*WHAT TO WORK ON*
What number of lines in the entries below include the string "HelixClient"? Respond with that number alone.

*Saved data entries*
'''

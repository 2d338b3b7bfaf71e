// lurkbot-server/src/main.rs

use std::path::PathBuf;

use clap::Parser;
use tracing::{error, info};
use tracing_subscriber::{EnvFilter, fmt};

use lurkbot_core::Config;
use lurkbot_core::platforms::discord::ChannelAnnouncer;
use lurkbot_core::platforms::twitch_helix::{AppCredentialStore, HelixClient};
use lurkbot_core::tasks::StreamWatcher;

#[derive(Parser, Debug, Clone)]
#[command(name = "lurkbot")]
#[command(author, version, about = "Announces watched Twitch streamers in a Discord channel")]
struct Args {
    /// Path to the JSON configuration file
    #[arg(long, default_value = "config.json")]
    config: PathBuf,
}

fn init_tracing() {
    let filter = EnvFilter::from_default_env()
        .add_directive("lurkbot=info".parse().unwrap_or_default());
    let sub = fmt().with_env_filter(filter).finish();
    tracing::subscriber::set_global_default(sub)
        .expect("Failed to set global subscriber");
}

#[tokio::main]
async fn main() -> Result<(), Box<dyn std::error::Error>> {
    init_tracing();
    let args = Args::parse();
    info!("lurkbot starting. config={}", args.config.display());

    let config = Config::load(&args.config)?;
    info!(
        "watching {} account(s), polling every {}s",
        config.watchlist.len(),
        config.poll_interval_secs
    );

    let store = AppCredentialStore::new(
        config.client_id.clone(),
        config.client_secret.clone(),
        config.token_state_file.clone(),
    )?;
    let helix = HelixClient::new(config.client_id.clone())?;
    let announcer = ChannelAnnouncer::new(config.discord_token.clone(), config.channel_id)?;

    let watcher = StreamWatcher::new(&config, store, helix, Box::new(announcer));

    tokio::select! {
        res = watcher.run() => {
            if let Err(e) = res {
                error!("stream watcher stopped: {e:?}");
                return Err(e.into());
            }
        }
        _ = tokio::signal::ctrl_c() => {
            info!("shutdown signal received, exiting");
        }
    }
    Ok(())
}
// lurkbot-core/src/tasks/mod.rs

pub mod stream_watch;

pub use stream_watch::StreamWatcher;
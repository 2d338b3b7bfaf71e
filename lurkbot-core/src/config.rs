// lurkbot-core/src/config.rs

use std::collections::HashSet;
use std::fs;
use std::path::{Path, PathBuf};

use serde::Deserialize;

use crate::Error;

fn default_poll_interval_secs() -> u64 {
    60
}

fn default_token_state_file() -> PathBuf {
    PathBuf::from("last_token_update.txt")
}

/// Process-wide configuration, loaded once at startup and read-only
/// afterwards.
#[derive(Debug, Clone, Deserialize)]
pub struct Config {
    /// Bot token for the Discord API.
    pub discord_token: String,

    /// Twitch application client id.
    pub client_id: String,

    /// Twitch application client secret.
    pub client_secret: String,

    /// Discord channel that receives the live announcements.
    pub channel_id: u64,

    /// Twitch login names to watch, in announcement order.
    pub watchlist: Vec<String>,

    /// Seconds between poll cycles.
    #[serde(default = "default_poll_interval_secs")]
    pub poll_interval_secs: u64,

    /// File holding the date of the last successful app-token refresh.
    #[serde(default = "default_token_state_file")]
    pub token_state_file: PathBuf,

    /// Announce a streamer only once per live session instead of on
    /// every cycle they remain live.
    #[serde(default)]
    pub notify_once: bool,
}

impl Config {
    /// Reads and validates the JSON config file at `path`.
    pub fn load(path: &Path) -> Result<Self, Error> {
        let raw = fs::read_to_string(path).map_err(|e| {
            Error::Config(format!("cannot read config file {}: {e}", path.display()))
        })?;
        let mut de = serde_json::Deserializer::from_str(&raw);
        let config: Config = serde_path_to_error::deserialize(&mut de)
            .map_err(|e| Error::Config(format!("invalid config field '{}': {}", e.path(), e)))?;
        config.validate()?;
        Ok(config)
    }

    fn validate(&self) -> Result<(), Error> {
        if self.discord_token.trim().is_empty() {
            return Err(Error::Config("discord_token must not be empty".into()));
        }
        if self.client_id.trim().is_empty() {
            return Err(Error::Config("client_id must not be empty".into()));
        }
        if self.client_secret.trim().is_empty() {
            return Err(Error::Config("client_secret must not be empty".into()));
        }
        if self.channel_id == 0 {
            return Err(Error::Config("channel_id must be a non-zero Discord id".into()));
        }
        if self.watchlist.is_empty() {
            return Err(Error::Config("watchlist must contain at least one login".into()));
        }
        if self.poll_interval_secs == 0 {
            return Err(Error::Config("poll_interval_secs must be at least 1".into()));
        }

        let mut seen = HashSet::new();
        for login in &self.watchlist {
            let cleaned = login.trim().to_lowercase();
            if cleaned.is_empty() {
                return Err(Error::Config("watchlist entries must not be blank".into()));
            }
            if !seen.insert(cleaned) {
                return Err(Error::Config(format!(
                    "watchlist entry '{login}' appears more than once (logins are case-insensitive)"
                )));
            }
        }
        Ok(())
    }
}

'''

*WORKED SOLUTION*
2